The Jones Act- or the Merchant Marine Act of 1920- was enacted as a federal statute that promotes and maintains the American merchant marines. The law regulates maritime commerce in U.S. waters and between U.S. ports. The law has several provisions in there, but the one I specifically want to speak to is the cabotage provision which restricts transporting goods or passengers between U.S. ports to U.S.-built and flagged ships. In layman terms, the Jones Act prohibits any foreign built or foreign flagged vessel from engaging in coastwide trade within the U.S. because ships that transport cargo or passengers between two U.S. ports must be U.S. flagged, crewed, owned, and built. Foreign shippers cannot compete under these rules. Under the Jones Act, Hawaii can receive cargo from foreign shipping companies directly from Asian ports, however, if that Asian exporter has cargo for Hawaii and the mainland U.S., the shipper cannot stop in Hawaii and must go directly to the mainland U.S., and the mainland U.S. will ship the cargo to Hawaii. Currently three mainland shippers take cargo from the mainland U.S. to Hawaii- Matson, Horizon Lines, and Pasha Hawaii Transport Services.
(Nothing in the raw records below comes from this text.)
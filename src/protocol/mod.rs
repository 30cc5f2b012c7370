//! # Protocol Types
//!
//! The protocol state machine, packet descriptor seam, and the byte-level
//! field primitives packet bodies are built from.
//!
//! ## Components
//! - **State / Direction**: the four-phase protocol machine and the two
//!   transfer directions that key the codec table
//! - **Packet**: the [`PacketBody`] trait and the [`PacketRegistry`]
//!   mapping `(state, direction, id)` to decoders and stable names
//! - **Wire**: varint-prefixed strings and byte arrays, big-endian
//!   integers, with bounds checks
//! - **Packets**: the concrete handshake, status, and login bodies the
//!   engine itself needs; play-state bodies are registered by downstream
//!   users

pub mod packet;
pub mod packets;
pub mod wire;

pub use packet::{PacketBody, PacketDef, PacketRegistry};

use std::fmt;

/// Protocol phase selecting which id-space and codec table row applies.
///
/// External packet handlers drive transitions (e.g. login success moves to
/// `Play`); the framer only reads the current value.
#[derive(Debug, Clone, Copy, PartialEq, Eq, Hash)]
pub enum ProtocolState {
    Handshaking,
    Status,
    Login,
    Play,
}

impl fmt::Display for ProtocolState {
    fn fmt(&self, f: &mut fmt::Formatter<'_>) -> fmt::Result {
        f.write_str(match self {
            ProtocolState::Handshaking => "Handshaking",
            ProtocolState::Status => "Status",
            ProtocolState::Login => "Login",
            ProtocolState::Play => "Play",
        })
    }
}

/// Transfer direction, fixed per packet emission.
#[derive(Debug, Clone, Copy, PartialEq, Eq, Hash)]
pub enum Direction {
    Serverbound,
    Clientbound,
}

impl fmt::Display for Direction {
    fn fmt(&self, f: &mut fmt::Formatter<'_>) -> fmt::Result {
        f.write_str(match self {
            Direction::Serverbound => "Serverbound",
            Direction::Clientbound => "Clientbound",
        })
    }
}
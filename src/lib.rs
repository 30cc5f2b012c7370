//! # mc-protocol-client
//!
//! Client-side I/O engine for the Minecraft protocol: a varint-framed,
//! optionally zlib-compressed, optionally AES-CFB8 encrypted packet
//! transport over TCP, coupled to an in-process event bus that dispatches
//! decoded packets to subscribers and accepts packets from them for
//! transmission.
//!
//! ## Architecture
//! - [`core`]: varint codec, frame buffers, and the framer
//! - [`protocol`]: the state machine, packet descriptor seam, and the
//!   handshake/status/login bodies the engine itself needs
//! - [`utils`]: AES-CFB8 + RSA crypto, zlib compression, logging
//! - [`event`]: the named-event bus
//! - [`service`]: the client engine and its cooperative I/O loop
//!
//! ## Example
//! ```no_run
//! use mc_protocol_client::config::EngineConfig;
//! use mc_protocol_client::event::EventBus;
//! use mc_protocol_client::protocol::packets::handshaking;
//! use mc_protocol_client::protocol::{PacketRegistry, ProtocolState};
//! use mc_protocol_client::service::ClientEngine;
//! use std::rc::Rc;
//!
//! # async fn example() -> mc_protocol_client::Result<()> {
//! let bus = Rc::new(EventBus::new());
//! let mut engine = ClientEngine::new(
//!     EngineConfig::default(),
//!     PacketRegistry::standard(),
//!     bus.clone(),
//! );
//!
//! bus.register_callback("Status/Clientbound/Pong", |_, payload| {
//!     println!("pong: {}", payload.type_tag());
//! });
//!
//! engine.connect("mc.example.org", 25565).await?;
//! engine.send(&handshaking::serverbound::SetProtocol {
//!     protocol_version: 47,
//!     server_host: "mc.example.org".into(),
//!     server_port: 25565,
//!     next_state: 1,
//! })?;
//! engine.set_state(ProtocolState::Status);
//! engine.run().await?;
//! # Ok(())
//! # }
//! ```
//!
//! ## Concurrency model
//! Single-threaded cooperative: one task on a current-thread runtime runs
//! all reads, writes, codecs, and subscriber callbacks. Types are `!Send`
//! by design (`Rc`/`RefCell`); drive the engine from a
//! [`tokio::task::LocalSet`] or a current-thread runtime.

pub mod config;
pub mod core;
pub mod error;
pub mod event;
pub mod protocol;
pub mod service;
pub mod utils;

pub use error::{ProtocolError, Result};
pub use event::{ConnectData, EventBus, EventId, EventPayload};
pub use protocol::{Direction, PacketBody, PacketRegistry, ProtocolState};
pub use service::{ClientEngine, EngineHandle};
What does the Jones Act really do for Matson, Inc.? It eliminates almost all foreign competition. What does the Jones Act do for the people of Hawaii? It increases the price of consumer goods.

Secondly, Matson, Inc. has the ability to raise fees at will. In Hawaii, Matson, Inc. draws a lot of attention at how frequently they raise rates. On November 25, Matson, Inc. announced that it would raise rates for Hawaii service by $175 per westbound container and $85 per eastbound container, effective January 5, 2014. Estimates of the increases result in shipping costs rising on average 5.5%. Increases are also being imposed to service to Guam, the Commonwealth of the Northern Mariana Islands and the Federated States of Micronesia by $275 per container. Without getting into historical price increases, price increases is the norm for Matson, Inc.

The impact on the residents of Hawaii is shocking. As of December 20, the national average of regular gasoline is at $3.22 per gallon, while Hawaii's average of regular gasoline is at $3.91 per gallon. This is just gasoline- imagine what other price gaps could come up! The point here is that the cost of living in Hawaii is already high enough, and Matson Inc.'s competitive advantages allow them to succeed at the cost of Hawaii's cost of living.

From a business point of view, I have to say that Matson, Inc. can thrive in good times and in bad because of these advantages. It wasn't my intent to argue the merits or otherwise of the Jones Act or Matson, Inc.'s strategy to raise prices, just to identify these two sources of an advantage.